### Description of the task
If a line of the data below holds the string "second", copy it.

Collected data entries:
Content starts
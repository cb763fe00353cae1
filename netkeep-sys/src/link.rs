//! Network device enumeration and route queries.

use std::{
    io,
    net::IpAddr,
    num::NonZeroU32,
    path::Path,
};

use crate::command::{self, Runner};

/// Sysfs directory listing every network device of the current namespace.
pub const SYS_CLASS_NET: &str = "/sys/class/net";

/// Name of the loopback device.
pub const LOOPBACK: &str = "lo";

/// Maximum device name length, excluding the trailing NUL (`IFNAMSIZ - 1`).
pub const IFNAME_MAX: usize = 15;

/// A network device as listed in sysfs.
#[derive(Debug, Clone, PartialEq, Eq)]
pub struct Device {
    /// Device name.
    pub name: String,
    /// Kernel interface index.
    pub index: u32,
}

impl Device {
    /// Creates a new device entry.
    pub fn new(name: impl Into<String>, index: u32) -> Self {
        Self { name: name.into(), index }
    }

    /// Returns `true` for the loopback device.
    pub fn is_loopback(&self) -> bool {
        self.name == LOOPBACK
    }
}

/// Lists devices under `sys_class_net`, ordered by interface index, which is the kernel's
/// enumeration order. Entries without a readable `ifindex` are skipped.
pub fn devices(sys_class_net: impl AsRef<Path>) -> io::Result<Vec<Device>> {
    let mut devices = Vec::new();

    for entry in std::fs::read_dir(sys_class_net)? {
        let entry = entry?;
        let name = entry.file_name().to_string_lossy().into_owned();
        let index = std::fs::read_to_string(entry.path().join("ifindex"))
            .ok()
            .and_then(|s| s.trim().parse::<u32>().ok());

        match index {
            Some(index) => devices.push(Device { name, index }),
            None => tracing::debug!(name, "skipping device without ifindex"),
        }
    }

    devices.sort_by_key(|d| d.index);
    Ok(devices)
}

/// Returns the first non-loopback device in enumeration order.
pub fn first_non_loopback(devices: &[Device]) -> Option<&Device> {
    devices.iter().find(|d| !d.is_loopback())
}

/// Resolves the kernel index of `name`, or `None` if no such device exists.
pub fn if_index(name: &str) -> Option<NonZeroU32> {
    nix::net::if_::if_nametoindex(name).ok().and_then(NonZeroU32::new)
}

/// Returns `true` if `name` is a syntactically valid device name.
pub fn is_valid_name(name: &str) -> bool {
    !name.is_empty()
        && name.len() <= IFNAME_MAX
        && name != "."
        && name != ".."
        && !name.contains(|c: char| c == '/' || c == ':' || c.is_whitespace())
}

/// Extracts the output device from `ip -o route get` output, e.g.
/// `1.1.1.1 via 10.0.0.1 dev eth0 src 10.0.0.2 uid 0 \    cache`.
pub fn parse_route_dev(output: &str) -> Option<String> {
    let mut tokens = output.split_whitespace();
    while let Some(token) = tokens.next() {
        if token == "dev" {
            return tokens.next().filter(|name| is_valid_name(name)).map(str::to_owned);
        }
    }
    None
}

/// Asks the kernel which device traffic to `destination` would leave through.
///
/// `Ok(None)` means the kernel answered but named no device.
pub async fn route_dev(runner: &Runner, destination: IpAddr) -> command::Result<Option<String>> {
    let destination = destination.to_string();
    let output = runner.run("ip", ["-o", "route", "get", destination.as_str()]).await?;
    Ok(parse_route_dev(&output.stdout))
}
Content ends
Content starts
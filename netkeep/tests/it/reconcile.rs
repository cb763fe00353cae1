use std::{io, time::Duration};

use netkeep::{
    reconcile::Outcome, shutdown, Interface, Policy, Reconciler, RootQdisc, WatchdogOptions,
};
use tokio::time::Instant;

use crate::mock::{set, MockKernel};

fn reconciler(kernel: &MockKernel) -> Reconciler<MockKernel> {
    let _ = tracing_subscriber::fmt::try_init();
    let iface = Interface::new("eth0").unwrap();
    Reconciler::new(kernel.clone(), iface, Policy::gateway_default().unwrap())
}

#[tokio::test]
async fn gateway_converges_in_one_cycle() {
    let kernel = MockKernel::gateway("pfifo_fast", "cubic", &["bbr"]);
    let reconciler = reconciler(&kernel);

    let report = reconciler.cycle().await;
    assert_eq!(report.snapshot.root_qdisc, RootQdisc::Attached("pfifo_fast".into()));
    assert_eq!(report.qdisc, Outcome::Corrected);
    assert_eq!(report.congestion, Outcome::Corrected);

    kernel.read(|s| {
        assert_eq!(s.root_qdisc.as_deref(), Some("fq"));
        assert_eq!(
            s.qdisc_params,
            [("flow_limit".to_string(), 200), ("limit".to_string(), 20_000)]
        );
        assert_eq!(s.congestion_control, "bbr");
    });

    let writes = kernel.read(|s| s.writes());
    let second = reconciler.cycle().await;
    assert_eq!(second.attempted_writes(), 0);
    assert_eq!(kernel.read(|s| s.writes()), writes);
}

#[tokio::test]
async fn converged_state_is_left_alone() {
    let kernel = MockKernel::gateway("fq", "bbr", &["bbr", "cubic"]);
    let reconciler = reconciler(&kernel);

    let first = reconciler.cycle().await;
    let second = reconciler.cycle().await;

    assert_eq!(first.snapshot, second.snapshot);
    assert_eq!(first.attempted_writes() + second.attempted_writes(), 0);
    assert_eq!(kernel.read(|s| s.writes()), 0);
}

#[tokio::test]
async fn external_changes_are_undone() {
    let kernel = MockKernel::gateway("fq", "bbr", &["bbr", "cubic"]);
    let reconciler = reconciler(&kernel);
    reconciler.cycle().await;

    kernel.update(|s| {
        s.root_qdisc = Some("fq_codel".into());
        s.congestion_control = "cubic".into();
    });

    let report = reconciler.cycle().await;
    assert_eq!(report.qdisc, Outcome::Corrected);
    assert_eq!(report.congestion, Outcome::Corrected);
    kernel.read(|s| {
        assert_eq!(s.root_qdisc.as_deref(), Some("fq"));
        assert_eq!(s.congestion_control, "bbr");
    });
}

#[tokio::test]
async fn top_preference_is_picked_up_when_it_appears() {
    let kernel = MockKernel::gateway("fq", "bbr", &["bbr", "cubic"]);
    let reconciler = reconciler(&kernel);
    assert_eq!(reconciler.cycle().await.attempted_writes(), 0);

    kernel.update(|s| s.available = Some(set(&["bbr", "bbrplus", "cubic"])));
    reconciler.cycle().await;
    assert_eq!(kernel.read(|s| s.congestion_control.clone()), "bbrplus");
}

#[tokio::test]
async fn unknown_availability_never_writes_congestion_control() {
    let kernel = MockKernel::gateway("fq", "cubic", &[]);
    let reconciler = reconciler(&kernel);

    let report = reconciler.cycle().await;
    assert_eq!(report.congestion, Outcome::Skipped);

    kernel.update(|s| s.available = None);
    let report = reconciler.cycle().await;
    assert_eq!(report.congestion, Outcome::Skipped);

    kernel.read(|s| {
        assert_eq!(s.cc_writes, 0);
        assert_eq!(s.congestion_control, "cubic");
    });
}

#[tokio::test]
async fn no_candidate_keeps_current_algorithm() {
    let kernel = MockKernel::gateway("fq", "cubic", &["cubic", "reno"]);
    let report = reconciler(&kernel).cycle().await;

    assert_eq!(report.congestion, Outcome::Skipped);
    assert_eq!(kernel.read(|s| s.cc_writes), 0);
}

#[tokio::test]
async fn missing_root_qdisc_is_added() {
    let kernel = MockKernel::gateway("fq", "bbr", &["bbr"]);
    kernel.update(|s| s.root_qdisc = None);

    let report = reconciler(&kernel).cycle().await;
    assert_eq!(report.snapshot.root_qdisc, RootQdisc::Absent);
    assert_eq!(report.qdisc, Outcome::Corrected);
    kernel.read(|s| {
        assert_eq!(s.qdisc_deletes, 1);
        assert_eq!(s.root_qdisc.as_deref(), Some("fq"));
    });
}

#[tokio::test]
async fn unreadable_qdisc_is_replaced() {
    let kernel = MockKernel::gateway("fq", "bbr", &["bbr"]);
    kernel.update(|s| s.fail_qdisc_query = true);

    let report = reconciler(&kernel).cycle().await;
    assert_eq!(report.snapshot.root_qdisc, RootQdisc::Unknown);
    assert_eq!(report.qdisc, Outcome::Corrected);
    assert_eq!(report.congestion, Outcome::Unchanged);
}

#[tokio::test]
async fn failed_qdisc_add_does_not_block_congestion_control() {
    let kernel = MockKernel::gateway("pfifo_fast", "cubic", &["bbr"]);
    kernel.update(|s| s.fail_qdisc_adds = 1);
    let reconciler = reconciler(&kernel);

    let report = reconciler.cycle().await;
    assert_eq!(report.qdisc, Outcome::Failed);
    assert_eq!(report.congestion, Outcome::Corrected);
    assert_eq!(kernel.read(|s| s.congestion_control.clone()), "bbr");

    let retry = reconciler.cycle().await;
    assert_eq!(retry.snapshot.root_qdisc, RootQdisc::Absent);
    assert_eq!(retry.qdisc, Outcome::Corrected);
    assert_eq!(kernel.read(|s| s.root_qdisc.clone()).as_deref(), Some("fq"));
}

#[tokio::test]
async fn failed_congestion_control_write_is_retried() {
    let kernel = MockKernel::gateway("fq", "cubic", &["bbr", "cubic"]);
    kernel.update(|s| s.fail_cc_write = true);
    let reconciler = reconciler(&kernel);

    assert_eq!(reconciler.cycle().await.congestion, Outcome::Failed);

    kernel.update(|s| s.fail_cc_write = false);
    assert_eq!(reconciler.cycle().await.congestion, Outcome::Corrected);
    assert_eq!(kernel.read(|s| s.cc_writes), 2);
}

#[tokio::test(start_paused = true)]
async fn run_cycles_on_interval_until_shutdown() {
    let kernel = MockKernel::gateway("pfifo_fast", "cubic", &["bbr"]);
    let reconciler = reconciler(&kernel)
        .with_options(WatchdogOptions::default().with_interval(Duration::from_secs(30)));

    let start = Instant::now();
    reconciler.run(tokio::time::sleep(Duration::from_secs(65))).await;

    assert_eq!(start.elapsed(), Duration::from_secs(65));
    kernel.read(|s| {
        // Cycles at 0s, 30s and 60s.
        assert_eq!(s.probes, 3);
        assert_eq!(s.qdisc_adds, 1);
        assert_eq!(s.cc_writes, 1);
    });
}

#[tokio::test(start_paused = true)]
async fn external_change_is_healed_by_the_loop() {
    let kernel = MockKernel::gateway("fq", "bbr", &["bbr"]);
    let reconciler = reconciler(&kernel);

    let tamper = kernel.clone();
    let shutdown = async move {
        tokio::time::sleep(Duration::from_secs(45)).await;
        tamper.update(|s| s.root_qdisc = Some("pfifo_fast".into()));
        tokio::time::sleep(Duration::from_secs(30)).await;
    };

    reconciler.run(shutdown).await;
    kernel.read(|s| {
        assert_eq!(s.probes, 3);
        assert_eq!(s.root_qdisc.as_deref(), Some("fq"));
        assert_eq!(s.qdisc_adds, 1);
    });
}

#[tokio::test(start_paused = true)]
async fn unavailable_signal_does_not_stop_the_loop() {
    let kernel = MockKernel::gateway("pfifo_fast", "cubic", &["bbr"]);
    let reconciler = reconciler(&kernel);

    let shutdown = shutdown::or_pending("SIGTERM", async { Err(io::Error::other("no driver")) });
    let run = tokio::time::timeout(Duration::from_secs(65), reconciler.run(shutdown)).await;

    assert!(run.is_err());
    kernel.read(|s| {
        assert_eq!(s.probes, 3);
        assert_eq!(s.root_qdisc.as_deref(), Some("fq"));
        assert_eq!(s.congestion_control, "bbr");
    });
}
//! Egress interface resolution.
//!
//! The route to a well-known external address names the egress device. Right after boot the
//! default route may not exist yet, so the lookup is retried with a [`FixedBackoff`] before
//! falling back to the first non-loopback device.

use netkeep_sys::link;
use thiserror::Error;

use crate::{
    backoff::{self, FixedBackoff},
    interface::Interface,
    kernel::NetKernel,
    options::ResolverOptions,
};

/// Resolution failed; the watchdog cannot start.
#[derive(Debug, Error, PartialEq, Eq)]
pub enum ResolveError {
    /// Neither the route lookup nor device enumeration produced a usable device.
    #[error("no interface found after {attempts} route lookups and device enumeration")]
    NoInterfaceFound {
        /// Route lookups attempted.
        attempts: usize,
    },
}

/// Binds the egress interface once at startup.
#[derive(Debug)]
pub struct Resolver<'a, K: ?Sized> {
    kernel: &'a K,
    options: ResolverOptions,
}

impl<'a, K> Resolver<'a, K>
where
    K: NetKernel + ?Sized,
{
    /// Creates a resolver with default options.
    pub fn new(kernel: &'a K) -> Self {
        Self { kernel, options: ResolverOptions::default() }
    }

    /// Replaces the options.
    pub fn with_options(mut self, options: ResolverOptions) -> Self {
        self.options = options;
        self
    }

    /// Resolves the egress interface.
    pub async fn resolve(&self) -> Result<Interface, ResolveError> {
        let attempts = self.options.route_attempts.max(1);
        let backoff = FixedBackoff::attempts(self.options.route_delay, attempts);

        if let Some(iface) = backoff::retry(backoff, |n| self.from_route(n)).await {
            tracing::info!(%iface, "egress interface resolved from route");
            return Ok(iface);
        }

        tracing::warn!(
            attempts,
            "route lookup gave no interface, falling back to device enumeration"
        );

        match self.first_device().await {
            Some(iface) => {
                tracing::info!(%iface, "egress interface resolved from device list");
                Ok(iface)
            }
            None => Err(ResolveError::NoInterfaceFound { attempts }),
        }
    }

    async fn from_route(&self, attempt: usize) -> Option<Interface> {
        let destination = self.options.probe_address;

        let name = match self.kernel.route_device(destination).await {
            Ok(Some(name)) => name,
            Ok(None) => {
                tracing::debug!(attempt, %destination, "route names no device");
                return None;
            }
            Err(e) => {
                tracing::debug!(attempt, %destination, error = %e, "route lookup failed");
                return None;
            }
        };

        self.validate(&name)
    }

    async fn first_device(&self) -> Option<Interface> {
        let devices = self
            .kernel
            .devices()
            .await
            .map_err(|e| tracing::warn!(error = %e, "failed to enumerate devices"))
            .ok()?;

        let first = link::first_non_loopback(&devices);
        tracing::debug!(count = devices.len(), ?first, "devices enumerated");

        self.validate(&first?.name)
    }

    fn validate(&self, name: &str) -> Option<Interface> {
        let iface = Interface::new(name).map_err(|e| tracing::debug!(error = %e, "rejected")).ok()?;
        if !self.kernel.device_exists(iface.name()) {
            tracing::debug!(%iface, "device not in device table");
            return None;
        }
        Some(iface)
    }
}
Content ends
Content starts
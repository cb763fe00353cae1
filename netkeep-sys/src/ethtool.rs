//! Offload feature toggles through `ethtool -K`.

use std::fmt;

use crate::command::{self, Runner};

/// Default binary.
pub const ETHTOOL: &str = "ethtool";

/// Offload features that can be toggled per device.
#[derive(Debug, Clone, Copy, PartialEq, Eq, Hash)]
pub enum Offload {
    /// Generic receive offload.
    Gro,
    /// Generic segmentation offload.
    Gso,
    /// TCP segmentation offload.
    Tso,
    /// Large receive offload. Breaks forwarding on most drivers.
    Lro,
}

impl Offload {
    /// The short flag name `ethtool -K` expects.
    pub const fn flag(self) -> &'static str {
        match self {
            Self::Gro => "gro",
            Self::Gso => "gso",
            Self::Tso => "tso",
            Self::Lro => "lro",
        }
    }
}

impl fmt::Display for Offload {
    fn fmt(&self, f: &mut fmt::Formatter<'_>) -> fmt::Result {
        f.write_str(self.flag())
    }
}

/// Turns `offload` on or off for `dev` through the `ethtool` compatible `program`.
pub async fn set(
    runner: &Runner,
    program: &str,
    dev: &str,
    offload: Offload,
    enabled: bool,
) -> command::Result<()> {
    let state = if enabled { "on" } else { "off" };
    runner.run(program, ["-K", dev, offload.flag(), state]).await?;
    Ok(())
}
Content ends
### Solution to this problem
    let second = reconciler.cycle().await;
    assert_eq!(second.attempted_writes(), 0);
    let second = reconciler.cycle().await;
    assert_eq!(first.snapshot, second.snapshot);
    assert_eq!(first.attempted_writes() + second.attempted_writes(), 0);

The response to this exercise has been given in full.